It’s time for some more armchair traveling. Or is it ‘armchair lodging’ on this occasion? After all, today’s postcards feature hotels and motels from the ’50s and ’60s, with a smidgen of the ’70s. As normal for the times, the cars are colorful and the buildings even more so. Our first image is from the Cabana Lodge in Sacramento, CA.
Fiesta Village Motel, Fort Lauderdale, FL.
The Holbrook Motel, on Highway 66 East, AZ.
Mission Motel, Phoenix, AZ.
Hawaiian Gardens Motel And Haki Lau Restaurant, Holly, MI.
Harvest House, Motor Hotel, Boulder, CO.
Imperial House Motel, Cincinnati, OH.
West Gate Motor Lodge & Inn, Nyack, NY.
The Lamb’s Inn Motel, Lake City, TN.
Peninsula Motel, Daytona Beach, FL.
Related CC reading:
Nice, brings back fond memories .
-Nate
Before Holiday Day Inn became the default standard, the AAA rating was the next best thing. Also, Best Westerns also had some minimum standards as well. I would image many of these court yard hotels are long gone, especially along the gulf coast in Florida. The property became way too valuable.
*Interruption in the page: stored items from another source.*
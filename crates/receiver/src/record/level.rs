use std::collections::HashMap;
use std::fmt;
use std::sync::OnceLock;

use serde::Serialize;

/// Severity buckets the viewer orders and colours by.
#[derive(Debug, Clone, Copy, PartialEq, Eq, Hash, PartialOrd, Ord, Serialize)]
#[serde(rename_all = "snake_case")]
pub enum LogLevel {
    Trace,
    Debug,
    Info,
    Warn,
    Error,
    Fatal,
}

impl LogLevel {
    pub fn as_str(&self) -> &'static str {
        match self {
            LogLevel::Trace => "TRACE",
            LogLevel::Debug => "DEBUG",
            LogLevel::Info => "INFO",
            LogLevel::Warn => "WARN",
            LogLevel::Error => "ERROR",
            LogLevel::Fatal => "FATAL",
        }
    }

    /// Numeric rank, spaced like log4net's level values so framework-specific
    /// levels can sit between the buckets.
    pub fn rank(&self) -> u32 {
        match self {
            LogLevel::Trace => 20_000,
            LogLevel::Debug => 30_000,
            LogLevel::Info => 40_000,
            LogLevel::Warn => 60_000,
            LogLevel::Error => 70_000,
            LogLevel::Fatal => 110_000,
        }
    }
}

impl fmt::Display for LogLevel {
    fn fmt(&self, f: &mut fmt::Formatter<'_>) -> fmt::Result {
        f.write_str(self.as_str())
    }
}

/// A resolved severity: the bucket plus the rank used for filtering.
#[derive(Debug, Clone, Copy, PartialEq, Eq, Hash, Serialize)]
pub struct SeverityLevel {
    pub level: LogLevel,
    pub rank: u32,
}

impl SeverityLevel {
    pub const fn new(level: LogLevel, rank: u32) -> Self {
        Self { level, rank }
    }

    pub fn error() -> Self {
        LevelRegistry::global().level(LogLevel::Error)
    }

    pub fn info() -> Self {
        LevelRegistry::global().level(LogLevel::Info)
    }
}

impl From<LogLevel> for SeverityLevel {
    fn from(level: LogLevel) -> Self {
        Self::new(level, level.rank())
    }
}

impl fmt::Display for SeverityLevel {
    fn fmt(&self, f: &mut fmt::Formatter<'_>) -> fmt::Result {
        self.level.fmt(f)
    }
}

/// Name → severity table shared by every parser.
///
/// Lookups are case-sensitive and total: names the table does not know
/// resolve to [`LevelRegistry::FALLBACK`] instead of failing the event.
#[derive(Debug)]
pub struct LevelRegistry {
    by_name: HashMap<&'static str, SeverityLevel>,
}

/// Wire names emitted by log4j, log4net, log4j2, NLog and java.util.logging bridges.
const KNOWN_LEVELS: &[(&str, LogLevel, u32)] = &[
    ("ALL", LogLevel::Trace, 0),
    ("FINEST", LogLevel::Trace, 10_000),
    ("VERBOSE", LogLevel::Trace, 10_000),
    ("TRACE", LogLevel::Trace, 20_000),
    ("Trace", LogLevel::Trace, 20_000),
    ("FINER", LogLevel::Debug, 25_000),
    ("FINE", LogLevel::Debug, 30_000),
    ("DEBUG", LogLevel::Debug, 30_000),
    ("Debug", LogLevel::Debug, 30_000),
    ("CONFIG", LogLevel::Info, 35_000),
    ("INFO", LogLevel::Info, 40_000),
    ("Info", LogLevel::Info, 40_000),
    ("NOTICE", LogLevel::Info, 50_000),
    ("WARN", LogLevel::Warn, 60_000),
    ("Warn", LogLevel::Warn, 60_000),
    ("WARNING", LogLevel::Warn, 60_000),
    ("ERROR", LogLevel::Error, 70_000),
    ("Error", LogLevel::Error, 70_000),
    ("SEVERE", LogLevel::Error, 80_000),
    ("CRITICAL", LogLevel::Fatal, 90_000),
    ("ALERT", LogLevel::Fatal, 100_000),
    ("FATAL", LogLevel::Fatal, 110_000),
    ("Fatal", LogLevel::Fatal, 110_000),
    ("EMERGENCY", LogLevel::Fatal, 120_000),
    ("OFF", LogLevel::Fatal, 2_147_483_647),
];

impl LevelRegistry {
    /// Severity used for missing or unrecognised level names.
    pub const FALLBACK: LogLevel = LogLevel::Info;

    pub fn new() -> Self {
        let by_name = KNOWN_LEVELS
            .iter()
            .map(|(name, level, rank)| (*name, SeverityLevel::new(*level, *rank)))
            .collect();
        Self { by_name }
    }

    /// Process-wide registry, built on first use.
    pub fn global() -> &'static LevelRegistry {
        static REGISTRY: OnceLock<LevelRegistry> = OnceLock::new();
        REGISTRY.get_or_init(LevelRegistry::new)
    }

    pub fn lookup(&self, name: &str) -> SeverityLevel {
        self.by_name
            .get(name)
            .copied()
            .unwrap_or_else(|| SeverityLevel::from(Self::FALLBACK))
    }

    /// Lookup for an optional wire attribute.
    pub fn resolve(&self, name: Option<&str>) -> SeverityLevel {
        match name {
            Some(name) => self.lookup(name.trim()),
            None => SeverityLevel::from(Self::FALLBACK),
        }
    }

    /// Canonical severity for a bucket.
    pub fn level(&self, level: LogLevel) -> SeverityLevel {
        self.lookup(level.as_str())
    }
}

impl Default for LevelRegistry {
    fn default() -> Self {
        Self::new()
    }
}

#[cfg(test)]
mod tests {
    use super::*;

    #[test]
    fn test_lookup_known_levels() {
        let registry = LevelRegistry::new();
        assert_eq!(registry.lookup("ERROR").level, LogLevel::Error);
        assert_eq!(registry.lookup("WARN").level, LogLevel::Warn);
        assert_eq!(registry.lookup("DEBUG").level, LogLevel::Debug);
        assert_eq!(registry.lookup("FATAL").level, LogLevel::Fatal);
    }

    #[test]
    fn test_lookup_is_case_sensitive() {
        let registry = LevelRegistry::new();
        // "error" is not in the table, only "ERROR" and "Error"
        assert_eq!(registry.lookup("error").level, LevelRegistry::FALLBACK);
        assert_eq!(registry.lookup("Error").level, LogLevel::Error);
    }

    #[test]
    fn test_unknown_level_falls_back_to_info() {
        let registry = LevelRegistry::new();
        let level = registry.lookup("CHATTY");
        assert_eq!(level.level, LogLevel::Info);
        assert_eq!(level.rank, LogLevel::Info.rank());
    }

    #[test]
    fn test_resolve_missing_attribute() {
        let registry = LevelRegistry::new();
        assert_eq!(registry.resolve(None).level, LevelRegistry::FALLBACK);
        assert_eq!(registry.resolve(Some(" ERROR ")).level, LogLevel::Error);
    }

    #[test]
    fn test_ranks_are_ordered() {
        let registry = LevelRegistry::global();
        let ranks: Vec<u32> = ["TRACE", "DEBUG", "INFO", "WARN", "ERROR", "FATAL"]
            .iter()
            .map(|n| registry.lookup(n).rank)
            .collect();
        let mut sorted = ranks.clone();
        sorted.sort();
        assert_eq!(ranks, sorted);
    }

    #[test]
    fn test_severe_sits_between_error_and_fatal() {
        let registry = LevelRegistry::global();
        let severe = registry.lookup("SEVERE");
        assert_eq!(severe.level, LogLevel::Error);
        assert!(severe.rank > registry.lookup("ERROR").rank);
        assert!(severe.rank < registry.lookup("FATAL").rank);
    }
}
Today, most are franchises in various states of service (or disservice).
The Harvest House in Boulder, wow!
Midcentury Modern. Definitely an actual architect involved.
“Mid century mo dern”!!
Unfortunately it has been altered beyond recognition through the years by corporate owners looking for brand uniformity. It will soon be demolished to make way for badly needed student housing. https://www.westword.com/news/boulders-harvest-house-hotel-will-be-destroyed-20657090
I have fond memories of having worked next door at the Good Samaritan Nursing home while a CU student, and then later in one of the HH cabanas which was the first home of KGNU Radio 88.5 FM. Sometimes my red 1970 VW Westfalia could be spotted in the parking lot with curtains drawn while I was catching a nap between work and classes.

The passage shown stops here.